Filardi afirma que não há relação estabelecida entre as vacinas contra a covid e a Aids. Para ele, o que foi visto no estudo com a vacina experimental contra HIV pode ser explicado ainda por um fenômeno comportamental do voluntário, que por pensar estar protegido contra a doença não segue protocolos de prevenção, como uso da camisinha.

De fato, os participantes do estudo que se infectaram fizeram sexo desprotegido com pessoas soropositivas ou de status sorológico desconhecido, como diz a carta publicada na Lancet. Esses resultados reforçam o que os cientistas vêm dizendo há décadas: que há comportamentos de risco que facilitam uma infecção: falta de camisinha (no caso da Aids) e recusar uso de máscara e distanciamento físico (no caso da covid-19).

Excesso de cautela

No dia 18 de outubro, a Autoridade Regulatória de Produtos de Saúde da África do Sul (SAHPRA) decidiu não aprovar o uso da Sputnik V no país, citando o possível aumento de risco de infecção pelo HIV. No domingo (24), a Namíbia seguiu a decisão da África do Sul e afirmou que deve suspender a aplicação da Sputnik V em seu território. Ambos os países, assim como outras nações no continente africano, sofrem com a alta circulação do HIV.

Em um comunicado divulgado pela agência Reuters, o ministro da Saúde da Namíbia disse que a decisão partiu do excesso de cautela.

As vacinas contra a covid não carregam nenhum elemento do vírus da Aids e não causam supressão no sistema imunológico, pelo contrário, elas estimulam e fortalecem o sistema imune para combater o SARS-CoV-2.

“As vacinas não enfraquecem a resposta imune, elas reforçam essa resposta.
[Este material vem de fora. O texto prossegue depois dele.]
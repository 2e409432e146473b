//! Purpose: Project `MenuSettings` into the plugin's YAML schema, deterministically.
//! Exports: `generate_menu`.
//! Role: Writer half of the transcoder; field emission order is fixed, not alphabetical.
//! Invariants: Two calls with equal input produce byte-identical output.
//! Invariants: Empty/default fields are omitted field by field; the input is never mutated.
//! Invariants: Total over the model; emitter failures surface as a single Generate error.

use serde_yaml::{Mapping, Value};

use crate::core::argument::encode_args;
use crate::core::error::{Error, ErrorKind};
use crate::core::model::{MenuItem, MenuSettings, DEFAULT_LORE_APPEND_MODE};
use crate::core::requirement::{encode_numbered, Requirement, RequirementKind};
use crate::core::slots::{compact, SlotToken};
use crate::core::value::{
    put, put_bool_true, put_command_lines, put_string, put_string_list, put_string_nonempty,
    put_u32, put_u32_nonzero, string_seq,
};

const PERMISSION_DENY_MESSAGE: &str = "[message] &cYou don't have permission to open this menu!";

pub fn generate_menu(settings: &MenuSettings) -> Result<String, Error> {
    let doc = build_document(settings);
    serde_yaml::to_string(&Value::Mapping(doc)).map_err(|err| {
        Error::new(ErrorKind::Generate)
            .with_message("cannot generate menu configuration")
            .with_source(err)
    })
}

fn build_document(settings: &MenuSettings) -> Mapping {
    let mut doc = Mapping::new();
    put_string(&mut doc, "menu_title", &settings.title);
    put_string(&mut doc, "open_command", &settings.open_command);
    put(
        &mut doc,
        "register_command",
        Value::Bool(settings.register_command),
    );
    put_u32(&mut doc, "size", settings.size);
    put_string(&mut doc, "inventory_type", settings.menu_type.as_str());

    put_u32_nonzero(&mut doc, "update_interval", settings.update_interval);
    put_string_list(&mut doc, "open_commands", &settings.open_commands);
    put_string_list(&mut doc, "close_commands", &settings.close_commands);

    if let Some(block) = encode_open_requirement(settings) {
        put(&mut doc, "open_requirement", Value::Mapping(block));
    }

    if let Some(args) = encode_args(&settings.args) {
        put(&mut doc, "args", args);
    }
    put_string_nonempty(&mut doc, "args_usage_message", &settings.args_usage_message);
    put_bool_true(
        &mut doc,
        "arguments_support_placeholders",
        settings.arguments_support_placeholders,
    );
    put_bool_true(
        &mut doc,
        "parse_placeholders_after_arguments",
        settings.parse_placeholders_after_arguments,
    );

    let mut items = Mapping::new();
    for item in &settings.items {
        // An item with no slots cannot be placed; the reader drops such
        // entries and the writer mirrors that.
        if item.slots.is_empty() {
            continue;
        }
        let key = if item.id.is_empty() {
            format!("item_{}", item.slot())
        } else {
            item.id.clone()
        };
        items.insert(Value::String(key), Value::Mapping(encode_item(item)));
    }
    put(&mut doc, "items", Value::Mapping(items));

    doc
}

fn encode_open_requirement(settings: &MenuSettings) -> Option<Mapping> {
    let group = &settings.open_requirement;
    if !group.is_empty() {
        let mut block = Mapping::new();
        put(
            &mut block,
            "requirements",
            Value::Mapping(encode_numbered(&group.requirements)),
        );
        put_command_lines(&mut block, "deny_commands", &group.deny_commands);
        put_command_lines(&mut block, "success_commands", &group.success_commands);
        return Some(block);
    }

    let permission = settings.permission.trim();
    if permission.is_empty() {
        return None;
    }

    // Legacy convenience: a lone `permission` field becomes a canned open gate.
    let fallback = Requirement {
        id: "permission".to_string(),
        kind: RequirementKind::HasPermission {
            permission: permission.to_string(),
        },
        deny_commands: vec![PERMISSION_DENY_MESSAGE.to_string()],
        success_commands: Vec::new(),
    };
    let mut requirements = Mapping::new();
    requirements.insert(
        Value::String("permission".to_string()),
        Value::Mapping(crate::core::requirement::encode(&fallback)),
    );
    let mut block = Mapping::new();
    put(&mut block, "requirements", Value::Mapping(requirements));
    Some(block)
}

fn encode_item(item: &MenuItem) -> Mapping {
    let mut map = Mapping::new();
    put_string(&mut map, "material", &item.material);

    if item.slots.len() == 1 {
        put_u32(&mut map, "slot", item.slot());
    } else {
        let tokens: Vec<Value> = compact(&item.slots)
            .into_iter()
            .map(SlotToken::to_value)
            .collect();
        put(&mut map, "slots", Value::Sequence(tokens));
    }

    put_string(&mut map, "display_name", &item.display_name);
    put(&mut map, "lore", string_seq(&item.lore));
    if !item.lore_append_mode.is_empty() && item.lore_append_mode != DEFAULT_LORE_APPEND_MODE {
        put_string(&mut map, "lore_append_mode", &item.lore_append_mode);
    }

    put_u32(&mut map, "amount", item.amount.max(1));
    if !item.dynamic_amount.trim().is_empty() {
        put_string(&mut map, "dynamic_amount", &item.dynamic_amount);
    }
    put_u32_nonzero(&mut map, "damage", item.damage);
    put_u32_nonzero(&mut map, "priority", item.priority);
    put_bool_true(&mut map, "update", item.update);
    put_u32_nonzero(&mut map, "model_data", item.model_data);

    put_command_lines(&mut map, "left_click_commands", &item.left_click_commands);
    put_command_lines(&mut map, "right_click_commands", &item.right_click_commands);
    put_command_lines(
        &mut map,
        "middle_click_commands",
        &item.middle_click_commands,
    );
    put_command_lines(
        &mut map,
        "shift_left_click_commands",
        &item.shift_left_click_commands,
    );
    put_command_lines(
        &mut map,
        "shift_right_click_commands",
        &item.shift_right_click_commands,
    );

    let mut enchantments: Vec<String> = item
        .enchantments
        .iter()
        .filter(|entry| !entry.name.trim().is_empty() && entry.level > 0)
        .map(|entry| format!("{};{}", entry.name, entry.level))
        .collect();
    // Glow is sugar for "any enchantment, glint hidden".
    if item.glow && enchantments.is_empty() {
        enchantments.push("efficiency;1".to_string());
    }
    put_string_list(&mut map, "enchantments", &enchantments);
    put_string_list(&mut map, "item_flags", &item.item_flags);

    put_bool_true(
        &mut map,
        "hide_enchantments",
        item.hide_enchantments || item.glow,
    );
    put_bool_true(&mut map, "hide_attributes", item.hide_attributes);
    put_bool_true(&mut map, "hide_tooltip", item.hide_tooltip);
    put_bool_true(
        &mut map,
        "enchantment_glint_override",
        item.enchantment_glint_override,
    );
    put_bool_true(&mut map, "unbreakable", item.unbreakable);

    put_string_nonempty(&mut map, "rgb", item.rgb.trim());
    put_string_nonempty(&mut map, "entity_type", item.entity_type.trim());
    put_string_nonempty(&mut map, "base_color", item.base_color.trim());

    let potion_effects: Vec<String> = item
        .potion_effects
        .iter()
        .filter(|entry| !entry.effect.trim().is_empty())
        .map(|entry| format!("{};{};{}", entry.effect, entry.duration, entry.amplifier))
        .collect();
    put_string_list(&mut map, "potion_effects", &potion_effects);

    let banner_meta: Vec<String> = item
        .banner_meta
        .iter()
        .filter(|layer| !layer.color.trim().is_empty())
        .map(|layer| format!("{};{}", layer.color, layer.pattern))
        .collect();
    put_string_list(&mut map, "banner_meta", &banner_meta);

    if !item.view_requirements.is_empty() {
        let mut block = Mapping::new();
        put(
            &mut block,
            "requirements",
            Value::Mapping(encode_numbered(&item.view_requirements)),
        );
        put(&mut map, "view_requirement", Value::Mapping(block));
    }

    if !item.click_requirements.is_empty() {
        let mut block = Mapping::new();
        put(
            &mut block,
            "requirements",
            Value::Mapping(encode_numbered(&item.click_requirements)),
        );
        put_string_list(&mut block, "deny_commands", &item.click_deny_commands);
        put_string_list(&mut block, "success_commands", &item.click_success_commands);
        put(&mut map, "click_requirement", Value::Mapping(block));
    }

    map
}

#[cfg(test)]
mod tests {
    use super::generate_menu;
    use crate::core::model::{Enchantment, InventoryType, MenuItem, MenuSettings};
    use crate::core::requirement::{Requirement, RequirementKind};
    use serde_yaml::Value;

    fn settings_with_item(item: MenuItem) -> MenuSettings {
        let mut settings = MenuSettings {
            title: "&8Test".to_string(),
            open_command: "test".to_string(),
            ..MenuSettings::default()
        };
        settings.items.push(item);
        settings
    }

    fn parse_doc(text: &str) -> Value {
        serde_yaml::from_str(text).expect("generated yaml parses")
    }

    #[test]
    fn single_slot_items_use_the_scalar_slot_field() {
        let text = generate_menu(&settings_with_item(MenuItem::new("gem", 13))).expect("generate");
        let doc = parse_doc(&text);
        let item = &doc["items"]["gem"];
        assert_eq!(item["slot"], Value::Number(13.into()));
        assert!(item.get("slots").is_none());
    }

    #[test]
    fn multi_slot_items_compact_into_range_tokens() {
        let mut item = MenuItem::new("frame", 0);
        item.slots.extend([1, 2, 5]);
        let text = generate_menu(&settings_with_item(item)).expect("generate");
        let doc = parse_doc(&text);
        assert_eq!(
            doc["items"]["frame"]["slots"],
            Value::Sequence(vec![
                Value::String("0-2".to_string()),
                Value::Number(5.into()),
            ])
        );
    }

    #[test]
    fn click_command_keys_are_absent_when_lists_are_empty() {
        let text = generate_menu(&settings_with_item(MenuItem::new("gem", 0))).expect("generate");
        for key in [
            "left_click_commands",
            "right_click_commands",
            "middle_click_commands",
            "shift_left_click_commands",
            "shift_right_click_commands",
        ] {
            assert!(!text.contains(key), "unexpected key {key}");
        }
    }

    #[test]
    fn glow_expands_into_synthetic_enchantment() {
        let mut item = MenuItem::new("star", 4);
        item.glow = true;
        let text = generate_menu(&settings_with_item(item)).expect("generate");
        let doc = parse_doc(&text);
        let encoded = &doc["items"]["star"];
        assert_eq!(
            encoded["enchantments"],
            Value::Sequence(vec![Value::String("efficiency;1".to_string())])
        );
        assert_eq!(encoded["hide_enchantments"], Value::Bool(true));
    }

    #[test]
    fn glow_keeps_real_enchantments_untouched() {
        let mut item = MenuItem::new("sword", 4);
        item.glow = true;
        item.enchantments.push(Enchantment {
            name: "sharpness".to_string(),
            level: 5,
        });
        let text = generate_menu(&settings_with_item(item)).expect("generate");
        let doc = parse_doc(&text);
        assert_eq!(
            doc["items"]["sword"]["enchantments"],
            Value::Sequence(vec![Value::String("sharpness;5".to_string())])
        );
    }

    #[test]
    fn lone_permission_field_synthesizes_open_requirement() {
        let settings = MenuSettings {
            permission: "menu.open".to_string(),
            ..MenuSettings::default()
        };
        let text = generate_menu(&settings).expect("generate");
        let doc = parse_doc(&text);
        let req = &doc["open_requirement"]["requirements"]["permission"];
        assert_eq!(req["type"], Value::String("has permission".to_string()));
        assert_eq!(req["permission"], Value::String("menu.open".to_string()));
        assert!(req["deny_commands"].as_sequence().is_some());
    }

    #[test]
    fn explicit_open_requirement_wins_over_permission_field() {
        let mut settings = MenuSettings {
            permission: "menu.legacy".to_string(),
            ..MenuSettings::default()
        };
        settings
            .open_requirement
            .requirements
            .push(Requirement::of(RequirementKind::Javascript {
                expression: "true".to_string(),
            }));
        let text = generate_menu(&settings).expect("generate");
        let doc = parse_doc(&text);
        let requirements = doc["open_requirement"]["requirements"]
            .as_mapping()
            .expect("requirements");
        assert!(requirements.get("requirement_1").is_some());
        assert!(requirements.get("permission").is_none());
    }

    #[test]
    fn output_is_deterministic_for_equal_input() {
        let mut item = MenuItem::new("gem", 3);
        item.slots.extend([4, 5, 9]);
        item.left_click_commands.push("[close]".to_string());
        let settings = settings_with_item(item);
        let first = generate_menu(&settings).expect("generate");
        let second = generate_menu(&settings).expect("generate");
        assert_eq!(first, second);
    }

    #[test]
    fn inventory_type_and_size_are_always_present() {
        let settings = MenuSettings {
            menu_type: InventoryType::Hopper,
            size: 5,
            ..MenuSettings::default()
        };
        let text = generate_menu(&settings).expect("generate");
        let doc = parse_doc(&text);
        assert_eq!(doc["inventory_type"], Value::String("HOPPER".to_string()));
        assert_eq!(doc["size"], Value::Number(5.into()));
        assert_eq!(doc["register_command"], Value::Bool(false));
    }

    #[test]
    fn zero_slot_items_are_not_emitted() {
        let mut item = MenuItem::new("ghost", 0);
        item.slots.clear();
        let text = generate_menu(&settings_with_item(item)).expect("generate");
        let doc = parse_doc(&text);
        assert!(doc["items"]
            .as_mapping()
            .expect("items map")
            .is_empty());
    }
}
A prova disso é que a vacinação está fazendo diminuir os números de casos e mortes causadas pela covid-19”, afirma Bonorino. 

A decisão dos países africanos está relacionada à alta circulação do vírus do HIV no continente e ao risco ainda não comprovado de que as vacinas que usam o Ad5 podem aumentar o risco de se infectar com o HIV (mas somente nos casos em que há exposição ao vírus do HIV e comportamento de risco).

É importante repetir que o que está dito na carta publicada na Lancet em outubro de 2020 é que quem teve um risco maior de contrair HIV foram os participantes homens do estudo que receberam a vacina experimental e fizeram sexo desprotegido com pessoas infectadas pelo HIV ou de status sorológico desconhecido.

As vacinas causam alguma doença?

As vacinas não são feitas para causar doenças, mas sim para preveni-las. Para isso, elas usam um antígeno (um pedaço do patógeno ou ele inteiro e inativado) que ativa o sistema imunológico para produzir células de proteção contra um invasor específico.

Funciona assim: sempre que o corpo detecta um invasor que pode causar algum mal (bactérias, vírus etc.), inicia a produção de anticorpos e outras células de proteção voltadas para a eliminação do invasor recém chegado. Assim, as vacinas apresentam ao corpo um pedacinho do vírus que funciona como uma identidade para o corpo reconhecê-lo (o antígeno). É como se a vacina disse ao corpo: “Tá vendo esse cara aqui? Vai atrás dele e tira ele daqui!”

Quando a pessoa recebe a vacina, o corpo fica mais ágil e preparado para criar as células de proteção em massa e combater a infecção de uma maneira muito mais eficiente.

Mas e as pessoas que tomaram a vacina e tiveram febre e dores? Simples, a vacina necessariamente induz uma inflamação leve para ativar o sistema imunológico e, assim, dores ou febre podem aparecer. Isso é um sinal de que o sistema imune funciona.